Anna Ablove (University of Michigan), Shreyas Chandrashekaran (University of Michigan), Xiao Qiang (University of California at Berkeley), Roya Ensafi (University of Michigan)
From network-level censorship by the Great Firewall to platform-specific mechanisms implemented by third-party services like TOM-Skype and WeChat, Internet censorship in China has continually evolved in response to new technologies. In the current era of AI, emerging tools like Large Language Models (LLMs) are no exception. Yet, ensuring compliance with China’s strict, legally mandated censorship standards presents a unique and complex challenge for service providers. While current research on content moderation in LLMs is primarily focused on alignment techniques, their lack of reliability prevents sufficient compliance with strictly enforced information controls.
In this work, we present the first study of overt blocking embedded in Chinese LLM services. We leverage information leaks in the communication between the server and client during active chat sessions and aim to extract where blocking decisions are embedded within the LLM services' workflow. We observe a persistent reliance on traditional, dated blocking strategies in prominent services: Baidu-Chat, DeepSeek, Doubao, Kimi, and Qwen. We find blocking placements during the input, output, and search phases, with the latter two leaking varying amounts of censored information to client machines, including near-complete responses and search references not rendered in the browser.
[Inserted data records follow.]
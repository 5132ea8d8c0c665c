use std::collections::HashMap;
use std::sync::OnceLock;

use crate::docs::ApiDocs;
use crate::dump::parse_dump;
use crate::error::{KbError, Result};
use crate::metadata::{parse_metadata, LibraryMetadata};
use crate::model::{ClassDescriptor, EnumDescriptor};

/// Immutable, read-only view of everything the analysis layer knows about the
/// Roblox API.
///
/// [`KnowledgeBase::default`] is the "not loaded yet" state: every lookup on it
/// returns `None` or an empty slice.
#[derive(Debug, Default)]
pub struct KnowledgeBase {
    classes: Vec<ClassDescriptor>,
    class_index: HashMap<String, usize>,
    enums: Vec<EnumDescriptor>,
    enum_index: HashMap<String, usize>,
    services: Vec<String>,
    version: Option<u32>,
    metadata_xml: Option<String>,
    metadata: OnceLock<Result<LibraryMetadata>>,
    docs: ApiDocs,
}

impl KnowledgeBase {
    /// Builds the class/enum tables from an `API-Dump.json` document.
    pub fn from_dump_json(json: &str) -> Result<Self> {
        let dump = parse_dump(json)?;

        let class_index = dump
            .classes
            .iter()
            .enumerate()
            .map(|(i, c)| (c.name.clone(), i))
            .collect();
        let enum_index = dump
            .enums
            .iter()
            .enumerate()
            .map(|(i, e)| (e.name.clone(), i))
            .collect();
        let services = dump
            .classes
            .iter()
            .filter(|c| c.is_service())
            .map(|c| c.name.clone())
            .collect();

        Ok(Self {
            classes: dump.classes,
            class_index,
            enums: dump.enums,
            enum_index,
            services,
            version: dump.version,
            ..Self::default()
        })
    }

    /// Attaches the standard-library metadata document.  Parsing is deferred
    /// until the first call to [`KnowledgeBase::library`].
    pub fn with_metadata_xml(mut self, xml: impl Into<String>) -> Self {
        self.metadata_xml = Some(xml.into());
        self.metadata = OnceLock::new();
        self
    }

    pub fn with_docs(mut self, docs: ApiDocs) -> Self {
        self.docs = docs;
        self
    }

    // ── State ─────────────────────────────────────────────────────────────

    /// `true` until a dump with at least one class or enum has been loaded.
    pub fn is_empty(&self) -> bool {
        self.classes.is_empty() && self.enums.is_empty()
    }

    pub fn version(&self) -> Option<u32> {
        self.version
    }

    // ── Classes ───────────────────────────────────────────────────────────

    pub fn class(&self, name: &str) -> Option<&ClassDescriptor> {
        self.class_index.get(name).map(|&i| &self.classes[i])
    }

    /// Exact match first, then the first class whose name matches ignoring
    /// ASCII case.
    pub fn class_ignore_case(&self, name: &str) -> Option<&ClassDescriptor> {
        self.class(name).or_else(|| {
            self.classes
                .iter()
                .find(|c| c.name.eq_ignore_ascii_case(name))
        })
    }

    /// All classes, in dump order.
    pub fn classes(&self) -> &[ClassDescriptor] {
        &self.classes
    }

    // ── Enums ─────────────────────────────────────────────────────────────

    pub fn enumeration(&self, name: &str) -> Option<&EnumDescriptor> {
        self.enum_index.get(name).map(|&i| &self.enums[i])
    }

    pub fn enums(&self) -> &[EnumDescriptor] {
        &self.enums
    }

    // ── Services ──────────────────────────────────────────────────────────

    /// Names of classes tagged `Service`, in dump order.
    pub fn services(&self) -> &[String] {
        &self.services
    }

    pub fn is_service(&self, name: &str) -> bool {
        self.class(name).is_some_and(ClassDescriptor::is_service)
    }

    // ── Metadata & docs ───────────────────────────────────────────────────

    /// Standard-library metadata, parsed on first use.
    ///
    /// Without a metadata document this is an empty [`LibraryMetadata`].  A
    /// parse failure is remembered and returned to every caller; it is logged
    /// once, when it first happens.
    pub fn library(&self) -> std::result::Result<&LibraryMetadata, &KbError> {
        self.metadata
            .get_or_init(|| match &self.metadata_xml {
                None => Ok(LibraryMetadata::default()),
                Some(xml) => parse_metadata(xml).inspect_err(|e| {
                    log::warn!("autocomplete metadata unusable: {e}");
                }),
            })
            .as_ref()
    }

    pub fn docs(&self) -> &ApiDocs {
        &self.docs
    }
}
Seeing the need to balance competition on the global stage with homegrown censorship restrictions, we observe in real time the concessions made by service providers hosting models at war with themselves. Through this work, we emphasize the importance of a more holistic threat model of LLM content accessibility, integrating live deployments to study access as it pertains to real world usage, especially in heavily censored regions.